People say that evil isn't very interesting; it's the human response to evil that can hold our attention. I think that's true in "Bad Blood." Elizabeth Holmes--the monster at the center of the story--doesn't seem to have much depth. She doesn't really show signs of genuine contrition, and it's never clear in the story that she is wrestling with the scary implications of what she is doing. For that reason, she can be a bit tiresome--as a character. To me, the real stars of "Bad Blood" are the people who struggle against Holmes: a young man whose nonagenarian grandfather tells him to just fall in line with EH, a guy who ends up committing suicide because the pressures of working with EH are too great, and an outspoken lab expert who takes photos of various problems in EH's facilities (among many other characters).

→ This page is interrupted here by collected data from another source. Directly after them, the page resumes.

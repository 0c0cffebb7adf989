//! OpticalSend: dual-channel encrypted file transfer engine.
//!
//! Transfers finite files between two peers over a visual channel (QR
//! frames in/out) and an optional ordered binary channel, redundantly. The
//! payload is end-to-end encrypted under a key from an in-band ECDH
//! handshake; every block is independently authenticated, checksummed, and
//! journaled so transfers survive loss, reordering, pauses, and process
//! restarts.
//!
//! The engine is transport-agnostic: QR rendering/scanning and data-channel
//! signaling live in the host, which bridges them through the
//! [`transport::VisualPort`] / [`transport::BinaryPort`] traits.
//!
//! Typical flow:
//! 1. Run the two-frame [`handshake`] to derive the session key.
//! 2. Hand the key, a [`journal::Journal`], and the transport ports to
//!    [`engine::Sender`] or [`engine::Receiver`].
//! 3. Drive `run()`; watch [`engine::EngineEvent`]s, steer with
//!    [`engine::EngineCommand`]s.

pub mod block;
pub mod codec;
pub mod config;
pub mod crypto;
pub mod engine;
pub mod error;
pub mod framing;
pub mod handshake;
pub mod journal;
pub mod session;
pub mod transport;

pub use block::{BlockHeader, BlockState, Manifest};
pub use config::EngineConfig;
pub use engine::{
    handshake_over_visual_receiver, handshake_over_visual_sender, receiver::resumable_sessions,
    EngineCommand, EngineEvent, Receiver, Sender, TransferProgress,
};
pub use error::{
    AssemblyError, BlockError, EngineError, HandshakeError, JournalError, NackReason,
    TransportError,
};
pub use handshake::{HandshakeReceiver, HandshakeSender, RequestedOptions};
pub use journal::Journal;
pub use session::{Role, Session, SessionState};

It worries me that Adam McKay is involved with the Holmes story, because McKay tends to have contempt for his characters, and that approach isn't consistently interesting. (I can already picture a smug McKay film in which the director tells us over and over what we already know: Elizabeth Holmes is a bad person. We saw a version of that with "Vice" in the past several months.)
Reading "Bad Blood," I also thought of Janet Malcolm, who has paid a great deal of attention to the ways in which journalists are opportunists. The author of "Bad Blood" positions himself as a kind of hero, but I wonder if, really, he feels a sense of identification with Elizabeth Holmes. Both the author and Holmes will do what it takes to get what they want. For the author, this means pursuing interviews with a whistleblower who is then terrorized by Holmes's lawyers. The author admits to feeling "twinges of guilt" when he learns what his source has gone through, but I'm curious if the author himself (given his experience in journalism) could have anticipated some of this terror, and could have supported his source more actively. Just a thought.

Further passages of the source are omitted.